┌──

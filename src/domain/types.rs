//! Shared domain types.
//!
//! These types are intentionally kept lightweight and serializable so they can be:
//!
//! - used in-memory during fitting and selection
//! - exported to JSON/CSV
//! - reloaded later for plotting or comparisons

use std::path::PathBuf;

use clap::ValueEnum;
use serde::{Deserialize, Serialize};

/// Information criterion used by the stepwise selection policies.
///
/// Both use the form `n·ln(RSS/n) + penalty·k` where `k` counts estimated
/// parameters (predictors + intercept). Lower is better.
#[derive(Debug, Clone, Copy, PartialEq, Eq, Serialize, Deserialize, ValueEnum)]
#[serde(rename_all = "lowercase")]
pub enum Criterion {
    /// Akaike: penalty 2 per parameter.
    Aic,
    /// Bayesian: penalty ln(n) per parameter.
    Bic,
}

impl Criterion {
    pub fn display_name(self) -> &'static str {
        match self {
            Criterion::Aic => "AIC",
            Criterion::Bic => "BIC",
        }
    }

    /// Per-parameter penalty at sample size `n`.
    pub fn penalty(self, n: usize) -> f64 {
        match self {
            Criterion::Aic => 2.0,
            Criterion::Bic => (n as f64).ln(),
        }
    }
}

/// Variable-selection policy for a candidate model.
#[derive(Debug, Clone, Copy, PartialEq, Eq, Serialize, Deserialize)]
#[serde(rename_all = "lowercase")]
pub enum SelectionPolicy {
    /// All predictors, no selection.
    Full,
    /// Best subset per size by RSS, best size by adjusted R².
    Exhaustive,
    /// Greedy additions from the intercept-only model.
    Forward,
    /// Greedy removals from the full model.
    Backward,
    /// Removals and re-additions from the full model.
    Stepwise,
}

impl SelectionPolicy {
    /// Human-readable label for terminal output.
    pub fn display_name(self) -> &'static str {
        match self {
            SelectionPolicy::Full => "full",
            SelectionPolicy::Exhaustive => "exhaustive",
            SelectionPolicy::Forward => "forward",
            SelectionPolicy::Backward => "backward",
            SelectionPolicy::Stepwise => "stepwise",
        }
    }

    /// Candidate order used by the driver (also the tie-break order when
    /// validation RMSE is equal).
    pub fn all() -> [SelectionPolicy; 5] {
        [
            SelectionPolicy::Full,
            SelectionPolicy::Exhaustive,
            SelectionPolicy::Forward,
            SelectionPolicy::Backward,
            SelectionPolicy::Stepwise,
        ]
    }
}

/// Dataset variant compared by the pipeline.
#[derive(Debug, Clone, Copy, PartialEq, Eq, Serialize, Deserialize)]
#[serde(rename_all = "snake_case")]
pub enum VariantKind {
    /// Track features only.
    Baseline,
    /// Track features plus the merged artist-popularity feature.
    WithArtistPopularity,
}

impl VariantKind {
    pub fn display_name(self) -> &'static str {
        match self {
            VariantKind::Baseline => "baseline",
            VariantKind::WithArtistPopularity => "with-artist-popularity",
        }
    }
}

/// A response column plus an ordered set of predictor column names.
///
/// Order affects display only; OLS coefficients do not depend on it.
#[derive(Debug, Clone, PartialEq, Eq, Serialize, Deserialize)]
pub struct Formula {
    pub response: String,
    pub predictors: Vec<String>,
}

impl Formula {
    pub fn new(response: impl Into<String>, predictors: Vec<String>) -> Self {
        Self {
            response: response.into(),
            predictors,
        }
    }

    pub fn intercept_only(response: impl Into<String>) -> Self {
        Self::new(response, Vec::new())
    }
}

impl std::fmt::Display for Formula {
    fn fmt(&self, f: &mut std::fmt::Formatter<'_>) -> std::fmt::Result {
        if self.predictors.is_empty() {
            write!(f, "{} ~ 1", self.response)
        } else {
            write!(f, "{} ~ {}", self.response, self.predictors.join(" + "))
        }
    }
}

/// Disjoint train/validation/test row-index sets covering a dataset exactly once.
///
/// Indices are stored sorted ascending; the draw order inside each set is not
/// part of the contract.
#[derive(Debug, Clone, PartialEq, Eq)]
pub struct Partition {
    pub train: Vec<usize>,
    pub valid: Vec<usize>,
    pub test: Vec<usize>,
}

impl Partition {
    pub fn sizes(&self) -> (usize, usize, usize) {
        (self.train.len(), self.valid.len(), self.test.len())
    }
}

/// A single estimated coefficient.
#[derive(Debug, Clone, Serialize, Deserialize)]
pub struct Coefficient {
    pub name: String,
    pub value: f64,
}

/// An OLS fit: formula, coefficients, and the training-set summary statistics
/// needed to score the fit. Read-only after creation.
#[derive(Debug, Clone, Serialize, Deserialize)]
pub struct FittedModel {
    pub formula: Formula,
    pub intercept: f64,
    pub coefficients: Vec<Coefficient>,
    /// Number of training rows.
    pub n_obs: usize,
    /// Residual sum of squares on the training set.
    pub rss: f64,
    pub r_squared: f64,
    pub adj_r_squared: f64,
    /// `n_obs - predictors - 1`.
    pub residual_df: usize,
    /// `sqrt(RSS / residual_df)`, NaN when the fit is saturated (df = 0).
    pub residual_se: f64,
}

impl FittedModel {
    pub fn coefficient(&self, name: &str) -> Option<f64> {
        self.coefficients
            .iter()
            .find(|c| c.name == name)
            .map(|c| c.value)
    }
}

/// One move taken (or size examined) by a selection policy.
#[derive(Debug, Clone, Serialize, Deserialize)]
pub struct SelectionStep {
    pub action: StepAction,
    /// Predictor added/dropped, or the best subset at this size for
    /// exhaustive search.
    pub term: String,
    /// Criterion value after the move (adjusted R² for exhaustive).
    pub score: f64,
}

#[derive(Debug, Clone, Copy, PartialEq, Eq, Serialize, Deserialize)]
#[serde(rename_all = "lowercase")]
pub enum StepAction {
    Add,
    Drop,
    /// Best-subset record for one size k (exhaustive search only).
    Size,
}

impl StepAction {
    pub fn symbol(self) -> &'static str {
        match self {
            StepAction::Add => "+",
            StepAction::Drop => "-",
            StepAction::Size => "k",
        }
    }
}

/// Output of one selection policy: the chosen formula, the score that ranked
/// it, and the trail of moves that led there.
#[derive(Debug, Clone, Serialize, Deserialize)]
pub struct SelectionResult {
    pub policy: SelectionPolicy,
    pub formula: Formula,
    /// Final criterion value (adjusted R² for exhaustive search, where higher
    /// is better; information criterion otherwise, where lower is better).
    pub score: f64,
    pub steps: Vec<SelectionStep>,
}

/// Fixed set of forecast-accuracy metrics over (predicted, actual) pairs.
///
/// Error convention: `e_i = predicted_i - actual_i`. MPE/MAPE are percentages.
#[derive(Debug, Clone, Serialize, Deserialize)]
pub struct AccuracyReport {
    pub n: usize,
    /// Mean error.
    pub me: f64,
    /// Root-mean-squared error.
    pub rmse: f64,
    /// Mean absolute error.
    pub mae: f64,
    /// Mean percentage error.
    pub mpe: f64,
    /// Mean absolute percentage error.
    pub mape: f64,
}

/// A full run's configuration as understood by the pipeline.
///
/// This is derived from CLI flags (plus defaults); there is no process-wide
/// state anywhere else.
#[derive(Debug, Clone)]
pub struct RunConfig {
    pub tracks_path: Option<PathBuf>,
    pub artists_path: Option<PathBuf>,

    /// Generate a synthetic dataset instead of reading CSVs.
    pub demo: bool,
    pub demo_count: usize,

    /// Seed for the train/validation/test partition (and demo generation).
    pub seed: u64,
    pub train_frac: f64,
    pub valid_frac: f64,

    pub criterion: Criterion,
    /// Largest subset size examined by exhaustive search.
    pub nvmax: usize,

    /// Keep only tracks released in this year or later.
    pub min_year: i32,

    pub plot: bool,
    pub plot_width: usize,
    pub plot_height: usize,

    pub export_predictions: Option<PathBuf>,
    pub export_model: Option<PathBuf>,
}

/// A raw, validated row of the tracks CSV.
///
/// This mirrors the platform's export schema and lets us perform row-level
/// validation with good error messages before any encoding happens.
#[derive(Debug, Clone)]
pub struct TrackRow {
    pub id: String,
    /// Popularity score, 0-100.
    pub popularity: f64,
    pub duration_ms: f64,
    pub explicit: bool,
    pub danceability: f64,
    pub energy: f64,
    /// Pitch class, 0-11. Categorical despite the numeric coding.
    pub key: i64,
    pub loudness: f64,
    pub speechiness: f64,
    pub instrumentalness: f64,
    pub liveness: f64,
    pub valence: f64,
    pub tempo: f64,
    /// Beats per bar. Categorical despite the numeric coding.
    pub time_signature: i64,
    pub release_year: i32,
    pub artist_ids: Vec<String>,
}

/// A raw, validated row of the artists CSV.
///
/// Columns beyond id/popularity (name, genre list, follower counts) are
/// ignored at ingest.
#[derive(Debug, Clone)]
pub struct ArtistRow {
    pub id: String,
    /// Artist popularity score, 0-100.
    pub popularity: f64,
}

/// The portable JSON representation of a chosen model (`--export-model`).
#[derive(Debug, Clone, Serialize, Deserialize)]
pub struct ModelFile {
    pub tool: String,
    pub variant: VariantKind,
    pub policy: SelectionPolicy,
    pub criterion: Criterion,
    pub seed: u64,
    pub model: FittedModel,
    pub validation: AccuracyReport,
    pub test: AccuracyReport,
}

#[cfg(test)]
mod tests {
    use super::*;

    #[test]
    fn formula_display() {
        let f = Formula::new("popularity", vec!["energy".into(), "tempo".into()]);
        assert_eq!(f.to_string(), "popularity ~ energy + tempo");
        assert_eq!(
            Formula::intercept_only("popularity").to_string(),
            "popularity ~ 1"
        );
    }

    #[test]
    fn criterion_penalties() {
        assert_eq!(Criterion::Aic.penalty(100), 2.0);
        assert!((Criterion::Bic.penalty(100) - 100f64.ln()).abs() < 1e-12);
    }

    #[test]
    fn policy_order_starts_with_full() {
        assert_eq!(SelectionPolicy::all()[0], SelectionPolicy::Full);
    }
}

└──

_Task directions_: Go through the data above and copy each line in which "response" appears.

_Completed exercise_:
/// A response column plus an ordered set of predictor column names.
    pub response: String,
    pub fn new(response: impl Into<String>, predictors: Vec<String>) -> Self {
            response: response.into(),
    pub fn intercept_only(response: impl Into<String>) -> Self {
        Self::new(response, Vec::new())
            write!(f, "{} ~ 1", self.response)
            write!(f, "{} ~ {}", self.response, self.predictors.join(" + "))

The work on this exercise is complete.